Oj nawet tych platkow owsianych Ci zazdroszcze, bo ja nawet po takim czyms zwracam jak szalona... A co sie w nocy obudze na siku, to juz mna mdlosci targaja....

Swieta to koszmar. Pogoda taka, ze nosa sie nie dalo wysciubic z domu, tylko zarcie i unikanie picia jak ognia (a jeszcze prawie nikt nie wie, wiec latwo nie bylo).

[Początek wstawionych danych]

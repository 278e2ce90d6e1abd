/*
    This module is for storing and manipulating grammars
*/

use std::collections::{HashMap, HashSet};
use std::fmt::Display;

use itertools::Itertools;

// The base unit in a grammar rule. The variant is part of the identity, so
// `Terminal("x")` and `Nonterminal("x")` are different symbols
#[derive(Debug, Clone, PartialEq, Eq, Hash, PartialOrd, Ord)]
pub enum Symbol {
    Terminal(String),
    Nonterminal(String),
}

impl Symbol {
    pub fn is_terminal(&self) -> bool {
        matches!(self, Symbol::Terminal(_))
    }

    pub fn text(&self) -> &str {
        match self {
            Symbol::Terminal(s) | Symbol::Nonterminal(s) => s,
        }
    }
}

impl Display for Symbol {
    fn fmt(&self, f: &mut std::fmt::Formatter<'_>) -> std::fmt::Result {
        write!(f, "{}", self.text())
    }
}

// Written for an alternative with no symbols
pub const EPSILON: &str = "ε";

// The symbols in a single alternative. Empty means ε
pub type Alternative = Vec<Symbol>;

// The alternatives of a rewrite rule
pub type Rewrite = Vec<Alternative>;

// Returned by `Grammar::add_rule` when the rule was already present
#[derive(Debug, Clone, PartialEq)]
pub struct DuplicateRule {
    pub head: Symbol,
    pub alternative: Alternative,
}

impl Display for DuplicateRule {
    fn fmt(&self, f: &mut std::fmt::Formatter<'_>) -> std::fmt::Result {
        write!(f, "{} -> {}", self.head, render_alternative(&self.alternative))
    }
}

pub fn render_alternative(alternative: &Alternative) -> String {
    if alternative.is_empty() {
        EPSILON.to_string()
    } else {
        alternative.iter().join(" ")
    }
}

#[derive(Debug, Default, Clone)]
pub struct Grammar {
    axiom: Option<Symbol>,
    symbols: HashSet<Symbol>,
    terminals: HashSet<Symbol>,
    nonterminals: HashSet<Symbol>,
    rules: HashMap<Symbol, Rewrite>,
    // Heads in the order they were first defined
    heads: Vec<Symbol>,
}

impl Grammar {
    pub fn new() -> Self {
        Self::default()
    }

    pub fn axiom(&self) -> Option<&Symbol> {
        self.axiom.as_ref()
    }

    pub fn set_axiom(&mut self, axiom: Symbol) {
        self.axiom = Some(axiom);
    }

    pub fn symbols(&self) -> &HashSet<Symbol> {
        &self.symbols
    }

    pub fn terminals(&self) -> &HashSet<Symbol> {
        &self.terminals
    }

    pub fn nonterminals(&self) -> &HashSet<Symbol> {
        &self.nonterminals
    }

    pub fn rewrite(&self, head: &Symbol) -> Option<&Rewrite> {
        self.rules.get(head)
    }

    // Every head with its alternatives, in definition order
    pub fn rules(&self) -> impl Iterator<Item = (&Symbol, &Rewrite)> {
        self.heads.iter().map(|head| (head, &self.rules[head]))
    }

    pub fn rule_count(&self) -> usize {
        self.rules.values().map(Vec::len).sum()
    }

    // Adds `head -> alternative`. The first head ever added becomes the
    // axiom unless one was set before. A symbol only counts as a nonterminal
    // once it has been used as a head, until then it is kept as a terminal.
    // Returns the rejected rule if it was already present under `head`
    pub fn add_rule(&mut self, head: Symbol, alternative: Alternative) -> Option<DuplicateRule> {
        if self.axiom.is_none() {
            self.axiom = Some(head.clone());
        }

        self.terminals.remove(&head);
        self.symbols.insert(head.clone());
        self.nonterminals.insert(head.clone());
        if !self.rules.contains_key(&head) {
            self.heads.push(head.clone());
        }

        for symbol in &alternative {
            self.symbols.insert(symbol.clone());
            if !self.nonterminals.contains(symbol) {
                self.terminals.insert(symbol.clone());
            }
        }

        let rewrite = self.rules.entry(head.clone()).or_default();
        if rewrite.contains(&alternative) {
            return Some(DuplicateRule { head, alternative });
        }
        rewrite.push(alternative);

        None
    }
}

fn render_set(set: &HashSet<Symbol>) -> String {
    if set.is_empty() {
        "None".to_string()
    } else {
        set.iter().map(Symbol::text).sorted().join(", ")
    }
}

impl Display for Grammar {
    fn fmt(&self, f: &mut std::fmt::Formatter<'_>) -> std::fmt::Result {
        match &self.axiom {
            Some(axiom) => writeln!(f, "Axiom: {}", axiom)?,
            None => writeln!(f, "Axiom: None")?,
        }
        writeln!(f, "Terminals: {}", render_set(self.terminals()))?;
        writeln!(f, "Nonterminals: {}", render_set(self.nonterminals()))?;
        writeln!(f, "Symbols: {}", render_set(self.symbols()))?;

        if self.rules.is_empty() {
            return writeln!(f, "Rules: None");
        }
        writeln!(f, "Rules:")?;
        for (head, rewrite) in self.rules().sorted_by(|(a, _), (b, _)| a.text().cmp(b.text())) {
            for alternative in rewrite {
                writeln!(f, "    {} -> {}", head, render_alternative(alternative))?;
            }
        }

        Ok(())
    }
}

#[cfg(test)]
mod tests {
    use super::*;

    fn s_nonterminal(text: &str) -> Symbol {
        Symbol::Nonterminal(text.to_string())
    }

    fn s_terminal(text: &str) -> Symbol {
        Symbol::Terminal(text.to_string())
    }

    #[test]
    fn symbol_identity_includes_variant() {
        assert_eq!(s_terminal("x"), s_terminal("x"));
        assert_ne!(s_terminal("<x>"), s_nonterminal("<x>"));

        let set: HashSet<Symbol> = [s_nonterminal("<a>"), s_nonterminal("<a>"), s_terminal("<a>")]
            .into_iter()
            .collect();
        assert_eq!(set.len(), 2);
        assert!(s_terminal("a").is_terminal());
        assert!(!s_nonterminal("<a>").is_terminal());
    }

    #[test]
    fn first_head_becomes_axiom() {
        let mut grammar = Grammar::new();
        assert_eq!(grammar.axiom(), None);

        grammar.add_rule(s_nonterminal("<expr>"), vec![s_nonterminal("<term>")]);
        grammar.add_rule(s_nonterminal("<term>"), vec![s_terminal("1")]);
        assert_eq!(grammar.axiom(), Some(&s_nonterminal("<expr>")));

        grammar.set_axiom(s_nonterminal("<term>"));
        assert_eq!(grammar.axiom(), Some(&s_nonterminal("<term>")));
    }

    #[test]
    fn explicit_axiom_is_kept() {
        let mut grammar = Grammar::new();
        grammar.set_axiom(s_nonterminal("<start>"));
        grammar.add_rule(s_nonterminal("<other>"), vec![]);
        assert_eq!(grammar.axiom(), Some(&s_nonterminal("<start>")));
    }

    #[test]
    fn duplicate_rule_is_reported_once() {
        let mut grammar = Grammar::new();
        let head = s_nonterminal("<a>");
        let body = vec![s_terminal("x"), s_nonterminal("<b>")];

        assert_eq!(grammar.add_rule(head.clone(), body.clone()), None);
        let duplicate = grammar.add_rule(head.clone(), body.clone());
        assert_eq!(duplicate, Some(DuplicateRule { head: head.clone(), alternative: body.clone() }));
        assert_eq!(grammar.rewrite(&head).map(Vec::len), Some(1));
        assert_eq!(grammar.rule_count(), 1);

        // Same symbols in another order are a different rule
        assert_eq!(grammar.add_rule(head.clone(), vec![s_nonterminal("<b>"), s_terminal("x")]), None);
        assert_eq!(grammar.rule_count(), 2);
    }

    #[test]
    fn head_migrates_from_terminals() {
        let mut grammar = Grammar::new();
        grammar.add_rule(s_nonterminal("<a>"), vec![s_nonterminal("<b>")]);
        assert!(grammar.terminals().contains(&s_nonterminal("<b>")));

        grammar.add_rule(s_nonterminal("<b>"), vec![s_terminal("x")]);
        assert!(!grammar.terminals().contains(&s_nonterminal("<b>")));
        assert!(grammar.nonterminals().contains(&s_nonterminal("<b>")));
        assert!(grammar.terminals().is_disjoint(grammar.nonterminals()));
        assert_eq!(grammar.symbols().len(), 3);
    }

    #[test]
    fn self_reference_is_not_a_terminal() {
        let mut grammar = Grammar::new();
        let aux = s_nonterminal("<d_star_1>");
        grammar.add_rule(aux.clone(), vec![s_nonterminal("<d>"), aux.clone()]);
        grammar.add_rule(aux.clone(), vec![]);

        assert!(!grammar.terminals().contains(&aux));
        assert_eq!(grammar.rewrite(&aux), Some(&vec![vec![s_nonterminal("<d>"), aux.clone()], vec![]]));
    }

    #[test]
    fn rules_keep_definition_order() {
        let mut grammar = Grammar::new();
        grammar.add_rule(s_nonterminal("<z>"), vec![s_terminal("1")]);
        grammar.add_rule(s_nonterminal("<a>"), vec![s_terminal("2")]);
        grammar.add_rule(s_nonterminal("<z>"), vec![s_terminal("3")]);

        let heads: Vec<_> = grammar.rules().map(|(head, _)| head.text()).collect();
        assert_eq!(heads, vec!["<z>", "<a>"]);
    }

    #[test]
    fn display_is_sorted() {
        let mut grammar = Grammar::new();
        grammar.add_rule(s_nonterminal("<s>"), vec![s_terminal("b"), s_nonterminal("<n>")]);
        grammar.add_rule(s_nonterminal("<n>"), vec![s_terminal("a")]);
        grammar.add_rule(s_nonterminal("<n>"), vec![]);

        let expected = "\
Axiom: <s>
Terminals: a, b
Nonterminals: <n>, <s>
Symbols: <n>, <s>, a, b
Rules:
    <n> -> a
    <n> -> ε
    <s> -> b <n>
";
        assert_eq!(grammar.to_string(), expected);
    }

    #[test]
    fn display_empty_grammar() {
        let expected = "\
Axiom: None
Terminals: None
Nonterminals: None
Symbols: None
Rules: None
";
        assert_eq!(Grammar::new().to_string(), expected);
    }
}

W okresie swiatecznym akurat dopadly mnie zaparcia, wiec teraz zyje na owsiance i suszonych sliwkach - dla mnie osobiscie to mila odmiana. Tylko zeby bylo jeszcze gdzie pospacerowac. Generalnie za malo sie ruszam, poki co pozostaje mi chyba tylko tai chi na Kinect'cie. A poza tym spac, spac, spac...
Oj nawet tych platkow owsianych Ci zazdroszcze, bo ja nawet po takim czyms zwracam jak szalona... A co sie w nocy obudze na siku, to juz mna mdlosci targaja....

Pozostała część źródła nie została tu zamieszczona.